Discussing what Labour’s plans for funding affordable housing should look like, Mr Washer said the government did “want to come up with different solutions”, but must “be prepared to explode the model that has worked well” in the past.

“I am far less wedded to owning the assets that we buy or build than I have been for all of my time in housing, because otherwise, I think we’re simply not going to be looking at the opportunities,” Mr Washer said.

Rosemary Farrar, chief financial officer of Platform, agreed. “I think there is an opportunity to get in some more equity involvement.

“For housing associations who are clinging on to that old part of the model, I think that [time] has gone. It’s passed.”

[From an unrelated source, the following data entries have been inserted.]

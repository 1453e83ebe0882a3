//! Attribution of critical points to hidden units and weight recovery.
//!
//! The victim's internal unit ordering is unobservable, so unit identity is
//! keyed by the direction of the Jacobian jump: two critical points belong
//! to the same unit iff their jump directions are parallel (or
//! anti-parallel) within a cosine tolerance. Each sufficiently large cluster
//! yields one unit's weight direction (the sign-aligned mean of its jump
//! directions) and bias (from `w·x* + b = 0`, averaged over the cluster).

use ndarray::Array1;
use tracing::debug;

use crate::config::{CriticalPoint, NeuronRecord};

/// A group of critical points attributed to one hidden unit.
#[derive(Debug, Clone)]
pub(crate) struct Cluster {
    /// Sum of sign-aligned member jump directions.
    accum: Array1<f64>,
    /// Indices into the flat critical-point list, in discovery order.
    pub members: Vec<usize>,
}

impl Cluster {
    /// Current mean direction, unit-normalized.
    pub fn direction(&self) -> Array1<f64> {
        let norm = self.accum.dot(&self.accum).sqrt();
        &self.accum / norm
    }
}

/// Greedy single-pass clustering by |cosine| of jump direction.
///
/// Points are visited in discovery order and joined to the best matching
/// cluster above the tolerance, so the result is deterministic for a fixed
/// point order.
pub(crate) fn cluster_jumps(points: &[CriticalPoint], cos_tol: f64) -> Vec<Cluster> {
    let mut clusters: Vec<Cluster> = Vec::new();

    for (idx, point) in points.iter().enumerate() {
        let mut best: Option<(usize, f64)> = None;
        for (ci, cluster) in clusters.iter().enumerate() {
            let cos = cluster.direction().dot(&point.jump_direction);
            if cos.abs() >= cos_tol && best.map_or(true, |(_, b)| cos.abs() > b.abs()) {
                best = Some((ci, cos));
            }
        }
        match best {
            Some((ci, cos)) => {
                let aligned = point.jump_direction.mapv(|v| v * cos.signum());
                clusters[ci].accum += &aligned;
                clusters[ci].members.push(idx);
            }
            None => clusters.push(Cluster {
                accum: point.jump_direction.clone(),
                members: vec![idx],
            }),
        }
    }

    debug!(
        "Clustered {} critical points into {} candidate units",
        points.len(),
        clusters.len()
    );
    clusters
}

/// Result of turning one cluster into a neuron record.
pub(crate) enum ClusterOutcome {
    Neuron(NeuronRecord),
    /// The cluster cannot pin down a hyperplane in `d` dimensions.
    Underdetermined { points: usize },
}

/// Recover a unit's weight direction and bias from a cluster.
///
/// Gates: the cluster must contain at least `min_points` members, and the
/// member locations must affinely span the unit's hyperplane (rank `d−1`
/// among location differences) so the bias estimate is anchored by
/// geometrically independent evidence.
pub(crate) fn recover_neuron(
    cluster: &Cluster,
    points: &[CriticalPoint],
    min_points: usize,
    span_tol: f64,
) -> ClusterOutcome {
    let d = points[cluster.members[0]].location.len();
    if cluster.members.len() < min_points {
        return ClusterOutcome::Underdetermined {
            points: cluster.members.len(),
        };
    }
    if affine_rank(cluster, points, span_tol) + 1 < d {
        return ClusterOutcome::Underdetermined {
            points: cluster.members.len(),
        };
    }

    let weight = cluster.direction();
    let biases: Vec<f64> = cluster
        .members
        .iter()
        .map(|&i| -weight.dot(&points[i].location))
        .collect();
    let bias = biases.iter().sum::<f64>() / biases.len() as f64;
    let bias_spread = biases
        .iter()
        .fold(0.0_f64, |acc, b| acc.max((b - bias).abs()));

    ClusterOutcome::Neuron(NeuronRecord {
        weight,
        bias,
        sign: 1.0,
        finalized: false,
        anchor: points[cluster.members[0]].location.clone(),
        num_points: cluster.members.len(),
        bias_spread,
        residual_kept: None,
        residual_flipped: None,
    })
}

/// Rank of the differences between cluster locations and the first member,
/// via modified Gram-Schmidt with a tolerance.
fn affine_rank(cluster: &Cluster, points: &[CriticalPoint], tol: f64) -> usize {
    let x0 = &points[cluster.members[0]].location;
    let mut basis: Vec<Array1<f64>> = Vec::new();

    for &i in &cluster.members[1..] {
        let mut v = &points[i].location - x0;
        let scale = v.dot(&v).sqrt();
        if scale <= tol {
            continue;
        }
        for b in &basis {
            let c = v.dot(b);
            v = v - &(b * c);
        }
        let norm = v.dot(&v).sqrt();
        if norm > tol * scale.max(1.0) {
            basis.push(v / norm);
        }
    }
    basis.len()
}
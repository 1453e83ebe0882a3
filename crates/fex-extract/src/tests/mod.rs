//! Extraction pipeline tests.

mod search;

use fex_core::ReluNetwork;
use ndarray::{arr1, arr2, Array2};
use rand::rngs::StdRng;
use rand::{Rng, SeedableRng};

/// 2-input, 3-hidden, 2-output victim with hand-chosen weights.
///
/// All three unit boundaries pass near the origin, so probing lines anchored
/// at small random probes cross every one of them within the default search
/// range. Unit 2's weight row flips under the canonical jump-direction
/// convention, so the scenario exercises a genuinely negative sign.
pub(crate) fn victim_2x3x2() -> ReluNetwork {
    ReluNetwork::new(
        arr2(&[[1.0, 0.5], [-0.6, 1.2], [0.8, -1.1]]),
        arr1(&[0.25, -0.4, 0.3]),
        arr2(&[[1.5, -0.7, 0.9], [0.3, 1.1, -1.3]]),
        arr1(&[0.2, -0.5]),
    )
    .unwrap()
}

/// Uniform random probe batch in `[-scale, scale]^d`.
pub(crate) fn random_probes(n: usize, d: usize, seed: u64, scale: f64) -> Array2<f64> {
    let mut rng = StdRng::seed_from_u64(seed);
    Array2::from_shape_fn((n, d), |_| rng.random_range(-scale..=scale))
}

Last week, Inside Housing reported that major landlords such as Peabody and Platform were looking to equity partnerships as a means of addressing the competing demands of development and investment in existing stock.

Priya Nair, chief executive of The Housing Finance Corporation (THFC), added a word of caution.

“Considering separating owning from managing underlying homes is a big change for the sector. Considering other types of funding and financing, not just from government, but also from private capital providers, is a change from where the sector has been,” she said. 

“Some of the structures we’re thinking about from an innovation perspective need some assurances around what the governance looks like as a consequence.”

Understanding how the proceeds from new financing models were being used was crucial, too, she added.

Last month, THFC and the government’s National Wealth Fund announced a new unsecured debt facility to fund social housing retrofitting.